The rebuke from Peter Costello, a former federal treasurer, builds on criticism in Australia about the RBA’s handling of economic shocks stemming from the COVID-19 pandemic. The new centre-left Labor government has said it will hold a review into the RBA.
“It’s our belief that monetary authorities both in the U.S. and Australia were caught napping with the surge in inflation, and now the rate rises are going to have to be much more significant than if they had begun to act earlier,” Costello told reporters on a call after the fund posted an annual loss on its investments.
“As rates rise, over the course of this year and into next year, we would expect that equity markets will be soft,” he added.
Australia “came late to the tightening of (monetary) policy”, he said. That meant that the RBA would “continue to move faster (and) this means there will be higher unemployment as we go forward”.
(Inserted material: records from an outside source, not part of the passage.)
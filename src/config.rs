use std::{fs, path::Path, path::PathBuf};

use serde::Deserialize;

use crate::{
    console::{ColorSetting, Decorations, SupportsColor},
    engine::TestSpec,
    error::{Error, Result},
};

/// Name of the config file picked up from the working directory.
pub const DEFAULT_CONFIG_FILE: &str = "junit-reporter.json";

/// Options of a report run, as read from a config file or the command line.
///
/// Every field is optional so that several sources can be layered with
/// [`ReporterOptions::merge`].
#[derive(Debug, Clone, Default, PartialEq, Eq, Deserialize)]
#[serde(default)]
#[non_exhaustive]
pub struct ReporterOptions {
    /// Directory the report files are written to. Required for a run.
    pub output: Option<PathBuf>,
    pub testspec: Option<String>,
    #[serde(rename = "testFullSpec", alias = "test_full_spec")]
    pub test_full_spec: Option<String>,
    pub color: Option<ColorSetting>,
    pub error_prefix: Option<String>,
    pub error_suffix: Option<String>,
    pub ok_prefix: Option<String>,
    pub ok_suffix: Option<String>,
    pub bold_prefix: Option<String>,
    pub bold_suffix: Option<String>,
}

impl ReporterOptions {
    pub fn new() -> Self {
        Self::default()
    }

    pub fn from_file(path: impl AsRef<Path>) -> Result<Self> {
        let path = path.as_ref();
        let contents = fs::read_to_string(path).map_err(|source| Error::ReadConfig {
            path: path.to_path_buf(),
            source,
        })?;
        let options = serde_json::from_str(&contents).map_err(|source| Error::ParseConfig {
            path: path.to_path_buf(),
            source,
        })?;
        tracing::debug!(path = %path.display(), ?options, "loaded config file");
        Ok(options)
    }

    pub fn with_output(self, output: impl Into<PathBuf>) -> Self {
        Self {
            output: Some(output.into()),
            ..self
        }
    }

    pub fn with_color(self, color: ColorSetting) -> Self {
        Self {
            color: Some(color),
            ..self
        }
    }

    /// Layer `overrides` on top of `self`, values set in `overrides` win.
    pub fn merge(self, overrides: Self) -> Self {
        Self {
            output: overrides.output.or(self.output),
            testspec: overrides.testspec.or(self.testspec),
            test_full_spec: overrides.test_full_spec.or(self.test_full_spec),
            color: overrides.color.or(self.color),
            error_prefix: overrides.error_prefix.or(self.error_prefix),
            error_suffix: overrides.error_suffix.or(self.error_suffix),
            ok_prefix: overrides.ok_prefix.or(self.ok_prefix),
            ok_suffix: overrides.ok_suffix.or(self.ok_suffix),
            bold_prefix: overrides.bold_prefix.or(self.bold_prefix),
            bold_suffix: overrides.bold_suffix.or(self.bold_suffix),
        }
    }

    pub fn test_spec(&self) -> TestSpec {
        TestSpec {
            testspec: self.testspec.clone(),
            test_full_spec: self.test_full_spec.clone(),
        }
    }

    /// Decorations for console lines written to `target`.
    ///
    /// ANSI codes are the base when colors are in use, empty strings
    /// otherwise. Explicitly configured decorations always win.
    pub fn decorations(&self, target: &(impl SupportsColor + ?Sized)) -> Decorations {
        let base = match self.color.unwrap_or_default().use_color(target) {
            true => Decorations::ansi(),
            false => Decorations::plain(),
        };

        let pick = |configured: &Option<String>, default: String| {
            configured.clone().unwrap_or(default)
        };
        Decorations {
            error_prefix: pick(&self.error_prefix, base.error_prefix),
            error_suffix: pick(&self.error_suffix, base.error_suffix),
            ok_prefix: pick(&self.ok_prefix, base.ok_prefix),
            ok_suffix: pick(&self.ok_suffix, base.ok_suffix),
            bold_prefix: pick(&self.bold_prefix, base.bold_prefix),
            bold_suffix: pick(&self.bold_suffix, base.bold_suffix),
        }
    }
}
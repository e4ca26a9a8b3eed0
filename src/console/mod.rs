//! User facing console output.
//!
//! The reporter never prints directly, every line goes through a [`LogSink`].
//! Diagnostics that are not meant for the user go through `tracing` instead.

use std::io::{self, IsTerminal};

use crate::assertion::AssertionList;

pub mod color;

pub use color::{ColorSetting, Decorations, SupportsColor};

pub trait LogSink {
    fn log(&mut self, line: &str);

    /// Whether lines end up on a terminal, decides automatic coloring.
    fn is_terminal(&self) -> bool {
        false
    }
}

impl SupportsColor for dyn LogSink + '_ {
    fn supports_color(&self) -> bool {
        LogSink::is_terminal(self)
    }
}

impl<F: FnMut(&str)> LogSink for F {
    fn log(&mut self, line: &str) {
        self(line)
    }
}

/// Writes each line, newline terminated, to an [`io::Write`] target.
///
/// Write errors are dropped, console output is best effort.
#[derive(Debug)]
pub struct WriteSink<W: io::Write> {
    target: W,
    terminal: bool,
}

impl Default for WriteSink<io::Stdout> {
    fn default() -> Self {
        let target = io::stdout();
        Self {
            terminal: IsTerminal::is_terminal(&target),
            target,
        }
    }
}

impl<W: io::Write> WriteSink<W> {
    /// A sink that is not treated as a terminal.
    pub fn new(target: W) -> Self {
        Self {
            target,
            terminal: false,
        }
    }

    pub fn with_terminal(self, terminal: bool) -> Self {
        Self { terminal, ..self }
    }

    pub fn into_inner(self) -> W {
        self.target
    }
}

impl<W: io::Write> LogSink for WriteSink<W> {
    fn log(&mut self, line: &str) {
        if let Err(err) = writeln!(self.target, "{line}") {
            tracing::warn!(%err, "could not write console line");
        }
    }

    fn is_terminal(&self) -> bool {
        self.terminal
    }
}

/// The closing line of a run.
///
/// Starts with an empty line so it stands apart from the `Writing ...` lines.
pub fn summary_line(decorations: &Decorations, assertions: &AssertionList) -> String {
    let duration = assertions.duration.as_millis();
    match assertions.failures() {
        0 => format!(
            "\n{}{} assertions ({duration}ms)",
            decorations.bold(&decorations.ok("OK: ")),
            assertions.len()
        ),
        failures => format!(
            "\n{}{failures}/{} assertions failed ({duration}ms)",
            decorations.bold(&decorations.error("FAILURES: ")),
            assertions.len()
        ),
    }
}
//! Collects lifecycle events into per-module reports.

use std::collections::BTreeMap;

use crate::{
    assertion::{Assertion, AssertionList, better_failure},
    error::{Error, Result},
    model::{ModuleReport, TestCaseReport},
};

/// The callbacks a test engine drives over the course of one run.
///
/// Engines call `module_start` and `test_done` serially, in zero or more
/// `(module_start, test_done*)` groups, followed by exactly one `done`. An
/// error returned from any callback should stop the engine and be passed back
/// to its caller.
pub trait RunListener {
    fn module_start(&mut self, name: &str) -> Result<()>;

    fn test_done(&mut self, name: &str, assertions: &[Assertion]) -> Result<()>;

    fn done(&mut self, assertions: &AssertionList) -> Result<()>;
}

impl<L: RunListener + ?Sized> RunListener for &mut L {
    fn module_start(&mut self, name: &str) -> Result<()> {
        (**self).module_start(name)
    }

    fn test_done(&mut self, name: &str, assertions: &[Assertion]) -> Result<()> {
        (**self).test_done(name, assertions)
    }

    fn done(&mut self, assertions: &AssertionList) -> Result<()> {
        (**self).done(assertions)
    }
}

/// State machine behind the report model.
///
/// Results of `test_done` are attributed to the module most recently started.
/// Starting a module under a name that was seen before replaces the earlier
/// report instead of merging into it.
#[derive(Debug, Default)]
pub struct ReportBuilder {
    modules: BTreeMap<String, ModuleReport>,
    current: Option<String>,
    finalized: bool,
}

impl ReportBuilder {
    pub fn new() -> Self {
        Self::default()
    }

    pub fn is_finalized(&self) -> bool {
        self.finalized
    }

    pub fn current_module(&self) -> Option<&ModuleReport> {
        self.modules.get(self.current.as_deref()?)
    }

    pub fn module(&self, name: &str) -> Option<&ModuleReport> {
        self.modules.get(name)
    }

    /// Reports ordered by module name.
    pub fn modules(&self) -> impl ExactSizeIterator<Item = &ModuleReport> {
        self.modules.values()
    }

    /// Consume the builder, yielding reports ordered by module name.
    pub fn into_modules(self) -> Vec<ModuleReport> {
        self.modules.into_values().collect()
    }

    fn check_open(&self, event: &'static str) -> Result<()> {
        match self.finalized {
            true => Err(Error::Finalized { event }),
            false => Ok(()),
        }
    }
}

impl RunListener for ReportBuilder {
    fn module_start(&mut self, name: &str) -> Result<()> {
        self.check_open("module_start")?;
        tracing::debug!(module = name, "module started");

        let previous = self
            .modules
            .insert(name.to_owned(), ModuleReport::new(name));
        if let Some(previous) = previous {
            tracing::warn!(
                module = name,
                discarded_tests = previous.tests,
                "module started twice, discarding its earlier results"
            );
        }
        self.current = Some(name.to_owned());
        Ok(())
    }

    fn test_done(&mut self, name: &str, assertions: &[Assertion]) -> Result<()> {
        self.check_open("test_done")?;
        let module = self
            .current
            .as_deref()
            .and_then(|current| self.modules.get_mut(current))
            .ok_or_else(|| Error::NoCurrentModule {
                test: name.to_owned(),
            })?;

        let first_failed = assertions.iter().find(|assertion| assertion.failed());
        let testcase = match first_failed.and_then(|a| Some((a, better_failure(a)?))) {
            None => TestCaseReport::passed(name),
            Some((assertion, failure)) => {
                match assertion.error.as_ref().is_some_and(|err| err.is_mismatch()) {
                    true => module.failure_count += 1,
                    false => module.error_count += 1,
                }
                TestCaseReport::failed(name, failure)
            }
        };

        tracing::debug!(
            module = module.name.as_str(),
            test = name,
            failed = testcase.failure.is_some(),
            "test done"
        );
        module.tests += 1;
        module.testcases.push(testcase);
        Ok(())
    }

    fn done(&mut self, assertions: &AssertionList) -> Result<()> {
        if self.finalized {
            return Err(Error::AlreadyDone);
        }
        tracing::debug!(
            modules = self.modules.len(),
            assertions = assertions.len(),
            failures = assertions.failures(),
            "run done"
        );
        self.finalized = true;
        self.current = None;
        Ok(())
    }
}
The RBA’s earlier guidance that rate increases would not be needed until 2024 was “wrong”, he said, and the money the RBA spent buying bonds to intervene on the bond market was “wasted”.
“It wasn’t a very good chapter for the Reserve Bank. We hold governments to account. We’ve got to hold central banks to account too,” he said.
An RBA spokesperson declined to comment but referred to recent statements by RBA Governor Philip Lowe, saying the 2024 commentary was conditional on economic conditions remaining the same, which they did not.
The roughly A$200 billion Future Fund said it made a loss of 1.2% in the year to end-June, better than a decline of more than 10% in global equities and bonds.
But it noted that it returned 22.2% the year before, meaning its performance against a 10-year target of returning an average of 6.6% a year was relatively unaffected.
Since a year ago, the fund said it upped its exposure to “alternatives” like infrastructure to 17.8% of total funds under management, from 13.2%. It cut its equity exposure to developed markets to 15% from 18.2% and cut its equity exposure to emerging markets to 5.4% from 9.1%.